Your assignment: What lines below include the word "SessionTracker"? Copy each one.

Records for processing:
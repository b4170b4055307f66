//! Ingestion and query entry points
//!
//! `AnalyticsService` wires every component over one shared
//! [`PersistenceGateway`] and exposes the operations an HTTP layer would
//! call. Payloads deserialize from camelCase JSON.

use crate::aggregates::{
    system_clock, Clock, ContractAnalyticsAggregator, NewSession, SessionStatsUpdate,
    SessionTracker, UserAnalyticsAggregator, UserStatsUpdate,
};
use crate::chain::ChainConnection;
use crate::config::ContractConfig;
use crate::dashboard::{
    DashboardPeriod, DashboardStats, RealTimeAnalytics, RealTimeDashboardComposer,
};
use crate::error::AnalyticsError;
use crate::events::EventStore;
use crate::listener::BlockchainListenerManager;
use crate::snapshot::SnapshotEngine;
use crate::store::PersistenceGateway;
use crate::types::{
    normalize_address, AnalyticsEvent, AnalyticsSession, EventType, Metadata, UiEvent,
};
use chrono::{DateTime, Utc};
use serde::Deserialize;
use std::sync::Arc;

#[derive(Debug, Clone, Deserialize)]
#[serde(rename_all = "camelCase")]
pub struct TrackEventPayload {
    pub event_type: EventType,
    #[serde(default)]
    pub wallet_address: Option<String>,
    #[serde(default)]
    pub session_id: Option<String>,
    #[serde(default)]
    pub url: Option<String>,
    #[serde(default)]
    pub referrer: Option<String>,
    #[serde(default)]
    pub element: Option<String>,
    #[serde(default)]
    pub action: Option<String>,
    #[serde(default)]
    pub value: Option<String>,
    #[serde(default)]
    pub metadata: Option<Metadata>,
    /// Client-side time; server time when absent
    #[serde(default)]
    pub timestamp: Option<DateTime<Utc>>,
}

impl TrackEventPayload {
    pub fn new(event_type: EventType) -> Self {
        Self {
            event_type,
            wallet_address: None,
            session_id: None,
            url: None,
            referrer: None,
            element: None,
            action: None,
            value: None,
            metadata: None,
            timestamp: None,
        }
    }
}

#[derive(Debug, Clone, Default, Deserialize)]
#[serde(rename_all = "camelCase")]
pub struct StartSessionPayload {
    #[serde(default)]
    pub wallet_address: Option<String>,
    #[serde(default)]
    pub user_agent: Option<String>,
    #[serde(default)]
    pub ip_address: Option<String>,
    #[serde(default)]
    pub referrer: Option<String>,
    #[serde(default)]
    pub entry_page: Option<String>,
    #[serde(default)]
    pub chain_id: Option<u64>,
}

impl From<StartSessionPayload> for NewSession {
    fn from(payload: StartSessionPayload) -> Self {
        NewSession {
            wallet_address: payload.wallet_address,
            user_agent: payload.user_agent,
            ip_address: payload.ip_address,
            referrer: payload.referrer,
            entry_page: payload.entry_page,
            chain_id: payload.chain_id,
        }
    }
}

pub struct AnalyticsService {
    gateway: Arc<PersistenceGateway>,
    events: Arc<EventStore>,
    contracts: Arc<ContractAnalyticsAggregator>,
    users: Arc<UserAnalyticsAggregator>,
    sessions: Arc<SessionTracker>,
    snapshots: Arc<SnapshotEngine>,
    dashboard: RealTimeDashboardComposer,
    clock: Clock,
}

impl AnalyticsService {
    pub fn new(gateway: Arc<PersistenceGateway>, recent_events_limit: u32) -> Self {
        Self::with_clock(gateway, recent_events_limit, system_clock())
    }

    pub fn with_clock(
        gateway: Arc<PersistenceGateway>,
        recent_events_limit: u32,
        clock: Clock,
    ) -> Self {
        let events = Arc::new(EventStore::new(gateway.clone()));
        let contracts = Arc::new(ContractAnalyticsAggregator::with_clock(
            gateway.clone(),
            clock.clone(),
        ));
        let users = Arc::new(UserAnalyticsAggregator::with_clock(gateway.clone(), clock.clone()));
        let sessions = Arc::new(SessionTracker::with_clock(gateway.clone(), clock.clone()));
        let snapshots = Arc::new(SnapshotEngine::with_clock(gateway.clone(), clock.clone()));
        let dashboard = RealTimeDashboardComposer::new(
            events.clone(),
            contracts.clone(),
            users.clone(),
            sessions.clone(),
            snapshots.clone(),
            recent_events_limit,
        )
        .with_clock(clock.clone());

        Self {
            gateway,
            events,
            contracts,
            users,
            sessions,
            snapshots,
            dashboard,
            clock,
        }
    }

    /// Listener feeding this service's stores and aggregates
    pub fn listener(
        &self,
        connections: Vec<Arc<dyn ChainConnection>>,
        configured: Vec<ContractConfig>,
        max_in_flight_handlers: usize,
    ) -> BlockchainListenerManager {
        BlockchainListenerManager::with_clock(
            connections,
            configured,
            self.events.clone(),
            self.contracts.clone(),
            self.users.clone(),
            max_in_flight_handlers,
            self.clock.clone(),
        )
    }

    /// Store a front-end event and fold it into user and session stats
    pub async fn track_ui_event(
        &self,
        payload: TrackEventPayload,
    ) -> Result<UiEvent, AnalyticsError> {
        let wallet = payload
            .wallet_address
            .as_deref()
            .map(normalize_address)
            .filter(|w| !w.is_empty());
        let is_page_view = payload.event_type == EventType::PageView;

        let event = UiEvent {
            id: uuid::Uuid::new_v4().to_string(),
            event_type: payload.event_type,
            wallet_address: wallet.clone(),
            session_id: payload.session_id.clone(),
            url: payload.url.clone(),
            referrer: payload.referrer,
            element: payload.element,
            action: payload.action,
            value: payload.value,
            metadata: payload.metadata,
            timestamp: payload.timestamp.unwrap_or_else(|| (self.clock)()),
        };
        self.events.store(AnalyticsEvent::Ui(event.clone()))?;

        if let Some(wallet) = &wallet {
            self.users.get_or_create(wallet, None).await?;
            // A page view only refreshes last_seen
            let update = if is_page_view {
                UserStatsUpdate::default()
            } else {
                UserStatsUpdate::interaction()
            };
            self.users.update_stats(wallet, update).await?;
        }

        if let Some(session_id) = &payload.session_id {
            let update = SessionStatsUpdate {
                page_view: is_page_view,
                interaction: !is_page_view,
                current_page: payload.url,
            };
            if self.sessions.update_session_stats(session_id, update).await?.is_none() {
                log::debug!("⚠️  UI event for unknown session {}", session_id);
            }
        }

        Ok(event)
    }

    pub async fn start_session(
        &self,
        payload: StartSessionPayload,
    ) -> Result<AnalyticsSession, AnalyticsError> {
        let session = self.sessions.create_session(payload.into()).await?;
        if let Some(wallet) = &session.wallet_address {
            self.users.get_or_create(wallet, None).await?;
            self.users.update_stats(wallet, UserStatsUpdate::session()).await?;
        }
        Ok(session)
    }

    pub async fn end_session(
        &self,
        session_id: &str,
        exit_page: Option<&str>,
    ) -> Result<Option<AnalyticsSession>, AnalyticsError> {
        Ok(self.sessions.end_session(session_id, exit_page).await?)
    }

    pub async fn get_realtime_analytics(&self) -> Result<RealTimeAnalytics, AnalyticsError> {
        self.dashboard.get_realtime_analytics().await
    }

    pub async fn get_dashboard_stats(
        &self,
        period: DashboardPeriod,
    ) -> Result<DashboardStats, AnalyticsError> {
        self.dashboard.get_dashboard_stats(period).await
    }

    pub fn gateway(&self) -> &Arc<PersistenceGateway> {
        &self.gateway
    }

    pub fn events(&self) -> &Arc<EventStore> {
        &self.events
    }

    pub fn contracts(&self) -> &Arc<ContractAnalyticsAggregator> {
        &self.contracts
    }

    pub fn users(&self) -> &Arc<UserAnalyticsAggregator> {
        &self.users
    }

    pub fn sessions(&self) -> &Arc<SessionTracker> {
        &self.sessions
    }

    pub fn snapshots(&self) -> &Arc<SnapshotEngine> {
        &self.snapshots
    }
}
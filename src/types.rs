//! Core entities for the analytics pipeline
//!
//! Every entity serializes with camelCase field names so the same JSON can be
//! handed straight to the HTTP layer sitting in front of this crate.

use crate::gas::GasAmount;
use chrono::{DateTime, NaiveDate, Utc};
use serde::{Deserialize, Serialize};
use serde_json::Value;
use std::collections::BTreeMap;
use std::fmt;
use std::str::FromStr;

/// Free-form metadata object attached to users, contracts and UI events
pub type Metadata = serde_json::Map<String, Value>;

/// Normalize a contract or wallet address for use as a key
pub fn normalize_address(address: &str) -> String {
    address.trim().to_lowercase()
}

/// Shallow-merge `extra` into `target`, keys in `extra` win
pub fn merge_metadata(target: &mut Option<Metadata>, extra: &Metadata) {
    let map = target.get_or_insert_with(Metadata::new);
    for (key, value) in extra {
        map.insert(key.clone(), value.clone());
    }
}

#[derive(Debug, Clone, Copy, PartialEq, Eq, Hash, PartialOrd, Ord, Serialize, Deserialize)]
#[serde(rename_all = "SCREAMING_SNAKE_CASE")]
pub enum EventType {
    PageView,
    ContractInteraction,
    WalletConnect,
    WalletDisconnect,
    ButtonClick,
    FormSubmit,
    TransactionSubmitted,
    TransactionConfirmed,
    TransactionFailed,
    Error,
    Custom,
}

impl EventType {
    pub const ALL: [EventType; 11] = [
        EventType::PageView,
        EventType::ContractInteraction,
        EventType::WalletConnect,
        EventType::WalletDisconnect,
        EventType::ButtonClick,
        EventType::FormSubmit,
        EventType::TransactionSubmitted,
        EventType::TransactionConfirmed,
        EventType::TransactionFailed,
        EventType::Error,
        EventType::Custom,
    ];

    pub fn as_str(&self) -> &'static str {
        match self {
            EventType::PageView => "PAGE_VIEW",
            EventType::ContractInteraction => "CONTRACT_INTERACTION",
            EventType::WalletConnect => "WALLET_CONNECT",
            EventType::WalletDisconnect => "WALLET_DISCONNECT",
            EventType::ButtonClick => "BUTTON_CLICK",
            EventType::FormSubmit => "FORM_SUBMIT",
            EventType::TransactionSubmitted => "TRANSACTION_SUBMITTED",
            EventType::TransactionConfirmed => "TRANSACTION_CONFIRMED",
            EventType::TransactionFailed => "TRANSACTION_FAILED",
            EventType::Error => "ERROR",
            EventType::Custom => "CUSTOM",
        }
    }
}

impl fmt::Display for EventType {
    fn fmt(&self, f: &mut fmt::Formatter<'_>) -> fmt::Result {
        f.write_str(self.as_str())
    }
}

impl FromStr for EventType {
    type Err = String;

    fn from_str(s: &str) -> Result<Self, Self::Err> {
        EventType::ALL
            .iter()
            .find(|t| t.as_str().eq_ignore_ascii_case(s))
            .copied()
            .ok_or_else(|| format!("unknown event type: {}", s))
    }
}

/// Decoded log emitted by a tracked contract
#[derive(Debug, Clone, PartialEq, Serialize, Deserialize)]
#[serde(rename_all = "camelCase")]
pub struct ContractEvent {
    pub id: String,
    pub contract_address: String,
    pub event_name: String,
    pub tx_hash: String,
    pub block_number: u64,
    pub log_index: u64,
    pub wallet_address: Option<String>,
    pub chain_id: u64,
    pub gas_used: Option<GasAmount>,
    pub gas_price: Option<GasAmount>,
    pub event_args: Value,
    pub timestamp: DateTime<Utc>,
}

/// Off-chain action reported by the dApp front end
#[derive(Debug, Clone, PartialEq, Serialize, Deserialize)]
#[serde(rename_all = "camelCase")]
pub struct UiEvent {
    pub id: String,
    pub event_type: EventType,
    pub wallet_address: Option<String>,
    pub session_id: Option<String>,
    pub url: Option<String>,
    pub referrer: Option<String>,
    pub element: Option<String>,
    pub action: Option<String>,
    pub value: Option<String>,
    pub metadata: Option<Metadata>,
    pub timestamp: DateTime<Utc>,
}

/// Anything the EventStore holds
#[derive(Debug, Clone, PartialEq, Serialize, Deserialize)]
#[serde(tag = "kind", rename_all = "snake_case")]
pub enum AnalyticsEvent {
    Contract(ContractEvent),
    Ui(UiEvent),
}

impl AnalyticsEvent {
    pub fn id(&self) -> &str {
        match self {
            AnalyticsEvent::Contract(e) => &e.id,
            AnalyticsEvent::Ui(e) => &e.id,
        }
    }

    pub fn set_id(&mut self, id: String) {
        match self {
            AnalyticsEvent::Contract(e) => e.id = id,
            AnalyticsEvent::Ui(e) => e.id = id,
        }
    }

    pub fn kind(&self) -> &'static str {
        match self {
            AnalyticsEvent::Contract(_) => "contract",
            AnalyticsEvent::Ui(_) => "ui",
        }
    }

    pub fn event_type(&self) -> EventType {
        match self {
            AnalyticsEvent::Contract(_) => EventType::ContractInteraction,
            AnalyticsEvent::Ui(e) => e.event_type,
        }
    }

    pub fn wallet_address(&self) -> Option<&str> {
        match self {
            AnalyticsEvent::Contract(e) => e.wallet_address.as_deref(),
            AnalyticsEvent::Ui(e) => e.wallet_address.as_deref(),
        }
    }

    pub fn contract_address(&self) -> Option<&str> {
        match self {
            AnalyticsEvent::Contract(e) => Some(&e.contract_address),
            AnalyticsEvent::Ui(_) => None,
        }
    }

    pub fn chain_id(&self) -> Option<u64> {
        match self {
            AnalyticsEvent::Contract(e) => Some(e.chain_id),
            AnalyticsEvent::Ui(_) => None,
        }
    }

    pub fn session_id(&self) -> Option<&str> {
        match self {
            AnalyticsEvent::Contract(_) => None,
            AnalyticsEvent::Ui(e) => e.session_id.as_deref(),
        }
    }

    pub fn block_number(&self) -> Option<u64> {
        match self {
            AnalyticsEvent::Contract(e) => Some(e.block_number),
            AnalyticsEvent::Ui(_) => None,
        }
    }

    pub fn gas_used(&self) -> Option<&GasAmount> {
        match self {
            AnalyticsEvent::Contract(e) => e.gas_used.as_ref(),
            AnalyticsEvent::Ui(_) => None,
        }
    }

    pub fn timestamp(&self) -> DateTime<Utc> {
        match self {
            AnalyticsEvent::Contract(e) => e.timestamp,
            AnalyticsEvent::Ui(e) => e.timestamp,
        }
    }
}

#[derive(Debug, Clone, PartialEq, Serialize, Deserialize)]
#[serde(rename_all = "camelCase")]
pub struct AnalyticsSession {
    pub id: String,
    pub wallet_address: Option<String>,
    pub user_agent: Option<String>,
    pub ip_address: Option<String>,
    pub referrer: Option<String>,
    pub start_time: DateTime<Utc>,
    pub end_time: Option<DateTime<Utc>>,
    /// Milliseconds between start and end
    pub duration: Option<i64>,
    pub last_activity: DateTime<Utc>,
    pub is_active: bool,
    pub entry_page: Option<String>,
    pub exit_page: Option<String>,
    pub page_views: u64,
    pub interactions: u64,
    pub chain_id: Option<u64>,
}

impl AnalyticsSession {
    /// Page the visitor is currently on, as far as we know
    pub fn current_page(&self) -> Option<&str> {
        self.exit_page.as_deref().or(self.entry_page.as_deref())
    }
}

#[derive(Debug, Clone, PartialEq, Serialize, Deserialize)]
#[serde(rename_all = "camelCase")]
pub struct AnalyticsUser {
    pub wallet_address: String,
    pub first_seen: DateTime<Utc>,
    pub last_seen: DateTime<Utc>,
    pub total_sessions: u64,
    pub total_interactions: u64,
    pub total_transactions: u64,
    pub total_gas_spent: GasAmount,
    #[serde(default)]
    pub tags: Vec<String>,
    pub metadata: Option<Metadata>,
}

impl AnalyticsUser {
    pub fn new(wallet_address: String, now: DateTime<Utc>, metadata: Option<Metadata>) -> Self {
        Self {
            wallet_address,
            first_seen: now,
            last_seen: now,
            total_sessions: 0,
            total_interactions: 0,
            total_transactions: 0,
            total_gas_spent: GasAmount::zero(),
            tags: Vec::new(),
            metadata,
        }
    }
}

#[derive(Debug, Clone, PartialEq, Serialize, Deserialize)]
#[serde(rename_all = "camelCase")]
pub struct ContractAnalytics {
    pub address: String,
    pub name: Option<String>,
    #[serde(rename = "type")]
    pub contract_type: Option<String>,
    pub deployed_at: Option<DateTime<Utc>>,
    pub deployer_address: Option<String>,
    pub total_interactions: u64,
    pub unique_users: u64,
    pub last_interaction: Option<DateTime<Utc>>,
    pub gas_used: GasAmount,
    pub events: BTreeMap<String, u64>,
    pub metadata: Option<Metadata>,
    pub created_at: DateTime<Utc>,
}

/// Identifying and descriptive fields for a contract's first sighting
#[derive(Debug, Clone, Default)]
pub struct NewContract {
    pub address: String,
    pub name: Option<String>,
    pub contract_type: Option<String>,
    pub deployed_at: Option<DateTime<Utc>>,
    pub deployer_address: Option<String>,
    pub metadata: Option<Metadata>,
}

impl NewContract {
    pub fn new(address: &str) -> Self {
        Self {
            address: address.to_string(),
            ..Default::default()
        }
    }

    pub fn into_record(self, now: DateTime<Utc>) -> ContractAnalytics {
        ContractAnalytics {
            address: normalize_address(&self.address),
            name: self.name,
            contract_type: self.contract_type,
            deployed_at: self.deployed_at,
            deployer_address: self.deployer_address.map(|a| normalize_address(&a)),
            total_interactions: 0,
            unique_users: 0,
            last_interaction: None,
            gas_used: GasAmount::zero(),
            events: BTreeMap::new(),
            metadata: self.metadata,
            created_at: now,
        }
    }
}

#[derive(Debug, Clone, PartialEq, Eq, Serialize, Deserialize)]
#[serde(rename_all = "camelCase")]
pub struct ContractCount {
    pub address: String,
    pub interactions: u64,
}

#[derive(Debug, Clone, PartialEq, Eq, Serialize, Deserialize)]
#[serde(rename_all = "camelCase")]
pub struct EventCount {
    pub event_type: EventType,
    pub count: u64,
}

#[derive(Debug, Clone, PartialEq, Serialize, Deserialize)]
#[serde(rename_all = "camelCase")]
pub struct DailySnapshot {
    pub date: NaiveDate,
    pub new_users: u64,
    pub active_users: u64,
    pub total_sessions: u64,
    /// Mean session duration in milliseconds
    pub average_session_duration: f64,
    pub total_transactions: u64,
    pub total_gas_used: GasAmount,
    pub top_contracts: Vec<ContractCount>,
    pub top_events: Vec<EventCount>,
}

/// EventStore query filter; all bounds inclusive, all fields optional
#[derive(Debug, Clone, Default)]
pub struct EventFilter {
    pub start: Option<DateTime<Utc>>,
    pub end: Option<DateTime<Utc>>,
    pub wallet_address: Option<String>,
    pub contract_address: Option<String>,
    pub event_type: Option<EventType>,
    pub chain_id: Option<u64>,
}

impl EventFilter {
    pub fn between(start: DateTime<Utc>, end: DateTime<Utc>) -> Self {
        Self {
            start: Some(start),
            end: Some(end),
            ..Default::default()
        }
    }

    /// Copy with addresses normalized the way the stores key them
    pub fn normalized(&self) -> Self {
        Self {
            wallet_address: self.wallet_address.as_deref().map(normalize_address),
            contract_address: self.contract_address.as_deref().map(normalize_address),
            ..self.clone()
        }
    }

    pub fn matches(&self, event: &AnalyticsEvent) -> bool {
        let ts = event.timestamp();
        if self.start.is_some_and(|start| ts < start) {
            return false;
        }
        if self.end.is_some_and(|end| ts > end) {
            return false;
        }
        if let Some(wallet) = &self.wallet_address {
            if event.wallet_address() != Some(wallet.as_str()) {
                return false;
            }
        }
        if let Some(contract) = &self.contract_address {
            if event.contract_address() != Some(contract.as_str()) {
                return false;
            }
        }
        if self.event_type.is_some_and(|t| event.event_type() != t) {
            return false;
        }
        if self.chain_id.is_some() && event.chain_id() != self.chain_id {
            return false;
        }
        true
    }
}

pub const MAX_PAGE_LIMIT: u32 = 1000;

#[derive(Debug, Clone, Copy, PartialEq, Eq)]
pub struct Pagination {
    pub page: u32,
    pub limit: u32,
}

impl Pagination {
    pub fn new(page: u32, limit: u32) -> Self {
        Self {
            page: page.max(1),
            limit: limit.clamp(1, MAX_PAGE_LIMIT),
        }
    }

    pub fn offset(&self) -> usize {
        (self.page.max(1) as usize - 1) * self.limit as usize
    }
}

impl Default for Pagination {
    fn default() -> Self {
        Self::new(1, 50)
    }
}

#[derive(Debug, Clone, Copy, PartialEq, Eq, Serialize, Deserialize)]
#[serde(rename_all = "camelCase")]
pub enum SortField {
    Timestamp,
    BlockNumber,
}

#[derive(Debug, Clone, Copy, PartialEq, Eq, Serialize, Deserialize)]
#[serde(rename_all = "lowercase")]
pub enum SortOrder {
    Asc,
    Desc,
}

#[derive(Debug, Clone, Copy, PartialEq, Eq)]
pub struct EventSort {
    pub field: SortField,
    pub order: SortOrder,
}

impl EventSort {
    pub fn newest_first() -> Self {
        Self {
            field: SortField::Timestamp,
            order: SortOrder::Desc,
        }
    }
}

#[derive(Debug, Clone, PartialEq, Serialize, Deserialize)]
#[serde(rename_all = "camelCase")]
pub struct Page<T> {
    pub data: Vec<T>,
    pub total: u64,
    pub page: u32,
    pub limit: u32,
    pub has_more: bool,
}

impl<T> Page<T> {
    pub fn new(data: Vec<T>, total: u64, pagination: Pagination) -> Self {
        let seen = pagination.page as u64 * pagination.limit as u64;
        Self {
            data,
            total,
            page: pagination.page,
            limit: pagination.limit,
            has_more: seen < total,
        }
    }
}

Finished exercise:
    SessionTracker, UserAnalyticsAggregator, UserStatsUpdate,
    sessions: Arc<SessionTracker>,
        let sessions = Arc::new(SessionTracker::with_clock(gateway.clone(), clock.clone()));
    pub fn sessions(&self) -> &Arc<SessionTracker> {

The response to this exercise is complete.